氷の卵
「さあ、着いたよ。」

「ここ……。」


そこは草原だった。

見渡す限りの草原。

北海道にでも行かなくてはなかなか見られないような、広大な草原がそこにあった。


「すごい……」

「君なら気に入ってくれるかもしれないと、思ったんだ。」

「すごい……啓、行こう!」


今度は私が啓の手を強引に引いて、草原の中に飛び込んだ。


「これはキキョウ、これはオミナエシ、ゲンノショウコ、シモツケ!」

「すごい!雛ここの花も分かるんだ!」

「分かる!結構分かるよ!私はお花が大好きなの。」

「そんなに好きか。」


啓は、笑いを含んだ声で言った。
私は、その響きに何故かきゅんとして―――


「私ね、お花の名前を覚えることに夢中になることでしか、忘れられなかったんだ。」

「え?」

「忘れられなかったの。」


気付くと視界が歪んで見えた。

ああ、どうして。

今泣いたら、啓に心配かけるって分かってるのに。


「雛……。」

「ごめん。なんでもない。」

「雛、訊かないよ。訊かないけど。……なにかつらいことがあったみたいだね。」

「訊かないの?」

「雛も訊かないでいてくれたから。」

「そっか。

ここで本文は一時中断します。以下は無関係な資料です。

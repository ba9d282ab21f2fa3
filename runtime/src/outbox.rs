//! Outbox dispatcher.
//!
//! Status changes record their event in the outbox inside the same
//! transaction. The dispatcher sweeps pending rows oldest first, publishes
//! them, and removes each row only once the bus acknowledged it. A row that
//! fails stays put and is tried again on the next sweep, forever.
//!
//! A single sweep is also the reconciliation step operators run after a
//! publish failure was reported.

use crate::metrics::PublisherMetrics;
use crate::publisher::ChangePublisher;
use baggage_tracker_core::store::{Outbox, StoreError};
use baggage_tracker_core::types::BaggageId;
use std::collections::HashSet;
use std::sync::Arc;
use std::time::Duration;
use tokio::sync::broadcast;

/// Outcome of one sweep.
#[derive(Clone, Copy, Debug, Default, PartialEq, Eq)]
pub struct DispatchReport {
    /// Rows published and removed
    pub dispatched: usize,
    /// Rows whose publish failed
    pub failed: usize,
    /// Rows held back behind an earlier failure for the same bag
    pub skipped: usize,
}

impl DispatchReport {
    /// Whether nothing was left behind.
    #[must_use]
    pub const fn is_clean(&self) -> bool {
        self.failed == 0 && self.skipped == 0
    }
}

/// Publishes pending outbox rows until the bus accepts them.
pub struct OutboxDispatcher {
    outbox: Arc<dyn Outbox>,
    publisher: Arc<ChangePublisher>,
    batch_size: usize,
    poll_interval: Duration,
}

impl OutboxDispatcher {
    /// Dispatcher with a batch size of 100 and a 500ms poll interval.
    #[must_use]
    pub fn new(outbox: Arc<dyn Outbox>, publisher: Arc<ChangePublisher>) -> Self {
        Self {
            outbox,
            publisher,
            batch_size: 100,
            poll_interval: Duration::from_millis(500),
        }
    }

    /// Set how many rows one sweep reads.
    #[must_use]
    pub fn with_batch_size(mut self, batch_size: usize) -> Self {
        self.batch_size = batch_size.max(1);
        self
    }

    /// Set the pause between sweeps.
    #[must_use]
    pub const fn with_poll_interval(mut self, poll_interval: Duration) -> Self {
        self.poll_interval = poll_interval;
        self
    }

    /// Publish one batch of pending rows.
    ///
    /// Once a row for a bag fails, that bag's later rows are skipped until the
    /// next sweep so they cannot overtake it on the bus.
    ///
    /// # Errors
    ///
    /// Returns the store error if the outbox cannot be read or updated.
    pub async fn dispatch_pending(&self) -> Result<DispatchReport, StoreError> {
        let entries = self.outbox.pending(self.batch_size).await?;
        let mut report = DispatchReport::default();
        let mut blocked: HashSet<BaggageId> = HashSet::new();

        for entry in entries {
            let event = &entry.event;
            if blocked.contains(&event.baggage_id) {
                report.skipped += 1;
                continue;
            }

            match self.publisher.publish(event).await {
                Ok(_) => {
                    self.outbox.remove(&event.event_id).await?;
                    report.dispatched += 1;
                }
                Err(e) => {
                    tracing::warn!(
                        event_id = %event.event_id,
                        baggage_id = %event.baggage_id,
                        previous_attempts = entry.attempts,
                        error = %e,
                        "Outbox row not published, will retry"
                    );
                    self.outbox.record_failure(&event.event_id, &e.to_string()).await?;
                    blocked.insert(event.baggage_id);
                    report.failed += 1;
                }
            }
        }

        if report.dispatched > 0 {
            PublisherMetrics::record_dispatched(report.dispatched);
        }
        Ok(report)
    }

    /// Sweep until `shutdown` fires.
    pub async fn run(&self, mut shutdown: broadcast::Receiver<()>) {
        tracing::info!(
            batch_size = self.batch_size,
            poll_interval_ms = self.poll_interval.as_millis(),
            "Outbox dispatcher started"
        );

        loop {
            match self.dispatch_pending().await {
                Ok(report) if report.dispatched > 0 || report.failed > 0 => {
                    tracing::info!(
                        dispatched = report.dispatched,
                        failed = report.failed,
                        skipped = report.skipped,
                        "Outbox sweep finished"
                    );
                }
                Ok(_) => {}
                Err(e) => tracing::error!(error = %e, "Outbox sweep failed"),
            }

            tokio::select! {
                _ = shutdown.recv() => break,
                () = tokio::time::sleep(self.poll_interval) => {}
            }
        }

        tracing::info!("Outbox dispatcher stopped");
    }
}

」


私は草原に仰向けに寝転んだ。
そうすれば、涙が止まると思ったから。


すると啓も、私のとなりであおむけになった。
深呼吸して、気持ちよさそうに目を閉じる。
私もそれを真似してみたら、熱い涙がすっと引いて行った。


「ねえ、雛。」

「ん?」

「僕たち、似た者同士かもしれないね。」

「……そうかな。」

「え?」

「だって、啓はかっこよくて、優しくて大人で、上品で、私にないものたくさん持ってる。私とは、別世界の人だよ。」


それを聞いた啓は、心なしか寂しそうな顔で笑った。


「僕は、君の思っているような完璧な人間じゃない。欠点だらけで、冷たいところもあるし、一人の時はぐうたらしてる。君のように勉強家じゃないし、これだけは誰よりも秀でているって、他人に誇れるようなことは、何一つない。」

「そんなことないよ。」

「いや。僕にとっては君の方がずっと、真っ直ぐで素直でまぶしい。」

「啓だって、啓はまぶしいよ。たまに、そのまま消えちゃうんじゃないかと、私の前からいなくなってしまうんじゃないかと思うくらい。まぶしい。」

「いなくならないよ。僕はずっと。」

「ねえ、啓……」

「ん?」

「……空、綺麗だね。」

「そうだな。」


結局一番尋ねたいことは、尋ねられないままだった。
私の涙の訳を、訊かないでいてくれたから尚更。


隣で目を閉じている、まっしろなシャツの啓をそっと見つめる。
気持ちよさそうに、少しだけ上がった口角。
太陽が当たって、少し茶色っぽく見える黒髪。

当たり前だけど、それらすべてが啓で……。


もう私は誤魔化すことができなかった。

この気持ちは、恋だ。

もう二度と恋をしないと心に決めたのに。

それなのに、私は啓を好きになってしまった。